THE SCIENCE OF A REALLY BAD DAY

Things go relentlessly, inexorably wrong in this account of a day in the life of a hapless hero who should have stayed in bed.

Bentley (Computer Science/University College London; The Book of Numbers, 2008, etc.) begins with his hero’s failure to hear the alarm clock, a mishap the author uses to discourse on human sleep and dreaming. Next comes a fall from slipping on shampoo in the bathroom and a chance to explain what makes soap soap. (It’s a marriage of alkali and oil that allows soap molecules to wrap up oil and grease from your skin while letting dirt dissolve in water.) What follows is the inevitable nick while shaving, and Bentley’s exegesis on skin, hair follicles and blood-clotting mechanisms, and why blotting with tissue not only can introduce bacteria to the cut, but also disrupt the cells trying to close the wound.
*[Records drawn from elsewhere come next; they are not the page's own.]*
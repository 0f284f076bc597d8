use crate::error::{AnalysisError, LexerError};
use logos::{Lexer, Logos, Skip};

/// Tokens of the textual SSA module format.
///
/// String-carrying variants borrow from the source so the token stream
/// stays `Copy` for the peg grammar.
#[derive(Logos, Debug, Copy, Clone, PartialEq)]
#[logos(skip r"[ \r\t\f]+")]
#[logos(skip r"#[^\n]*")]
#[logos(extras = usize)]
#[logos(error = LexerError)]
pub enum Token<'a> {
    #[regex(r"\n", newline)]
    Newline,
    // single char tokens
    #[token("=")]
    Assign,
    #[token("(")]
    LeftParenthesis,
    #[token(")")]
    RightParenthesis,
    #[token("{")]
    LeftBrace,
    #[token("}")]
    RightBrace,
    #[token("[")]
    LeftSquareBracket,
    #[token("]")]
    RightSquareBracket,
    #[token(":")]
    Colon,
    #[token(",")]
    Comma,
    // operators
    #[token("+")]
    Plus,
    #[token("-")]
    Minus,
    #[token("*")]
    Star,
    #[token("/")]
    Slash,
    #[token("%")]
    Rem,
    #[token("&")]
    Ampersand,
    #[token("|")]
    Pipe,
    #[token("^")]
    Caret,
    #[token("<<")]
    ShiftLeft,
    #[token(">>")]
    ShiftRight,
    #[token("==")]
    EqualEqual,
    #[token("!=")]
    NotEqual,
    #[token("<")]
    Less,
    #[token("<=")]
    LessEqual,
    #[token(">")]
    Greater,
    #[token(">=")]
    GreaterEqual,
    #[token("!")]
    Bang,
    // keywords
    #[token("entry")]
    Entry,
    #[token("global")]
    Global,
    #[token("fn")]
    Fn,
    #[token("const")]
    Const,
    #[token("fieldaddr")]
    FieldAddr,
    #[token("changetype")]
    ChangeType,
    #[token("phi")]
    Phi,
    #[token("call")]
    Call,
    #[token("store")]
    Store,
    #[token("ret")]
    Ret,
    #[token("br")]
    Br,
    #[token("pointsto")]
    PointsTo,
    #[token("callgraph")]
    CallGraph,
    #[token("unique")]
    Unique,
    #[token("true")]
    True,
    #[token("false")]
    False,
    #[token("nil")]
    Nil,
    // multi char tokens
    #[regex(r"%[A-Za-z0-9_]+", register)]
    Register(&'a str),
    #[regex(r"[A-Za-z_][A-Za-z0-9_./]*", |lex| lex.slice())]
    Identifier(&'a str),
    #[regex(r"-?[0-9]+", |lex| lex.slice().parse().ok())]
    Integer(i128),
    #[regex(r"-?[0-9]+\.[0-9]+", |lex| lex.slice().parse().ok())]
    Float(f64),
    #[regex(r#""[^"]*""#, string_body)]
    Str(&'a str),
}

fn newline<'a>(lex: &mut Lexer<'a, Token<'a>>) -> Skip {
    lex.extras += 1;
    Skip
}

fn register<'a>(lex: &mut Lexer<'a, Token<'a>>) -> &'a str {
    &lex.slice()[1..]
}

fn string_body<'a>(lex: &mut Lexer<'a, Token<'a>>) -> &'a str {
    let slice = lex.slice();
    &slice[1..slice.len() - 1]
}

/// Tokenizes a whole SSA module.
///
/// Returns the token stream together with a parallel vector giving the
/// 1-based source line of each token, used by the parser to attach
/// positions to instructions.
pub fn tokenize_module(source: &str) -> Result<(Vec<Token>, Vec<usize>), AnalysisError> {
    let mut lexer = Token::lexer(source);
    let mut tokens = Vec::new();
    let mut lines = Vec::new();

    while let Some(result) = lexer.next() {
        let token = result.map_err(|error| AnalysisError::LexerError {
            error,
            line: lexer.extras + 1,
        })?;
        tokens.push(token);
        lines.push(lexer.extras + 1);
    }

    Ok((tokens, lines))
}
And so it goes through several dozen brief chapters that chart more examples of Murphy’s law at work. There’s burnt toast for breakfast. A tank full of diesel fuel instead of gasoline. Another fall while running after the bus. Chewing gum that gets in his hair during the ride. A missed stop. Getting soaked by rain. Lost. Stung by a bee. Of course there are more problems at the office, like liquid spilled on the keyboard and computer viruses. Then our hero arrives home and promptly spills red wine on the rug. Does this seem a bit contrived? It is. All this sh*t is simply the means by which Bentley can disgorge his vast knowledge. Along the way he offers a very brief discussion of the origin of water and similarly brief briefs on the immune system and the sense of pain. Nonetheless, the author is solid in his discussions of modern technology—cell phones, CDs, glues, dyes, springy (“air-filled’’) sneakers—and he even offers helpful tips (see wine stains, for example).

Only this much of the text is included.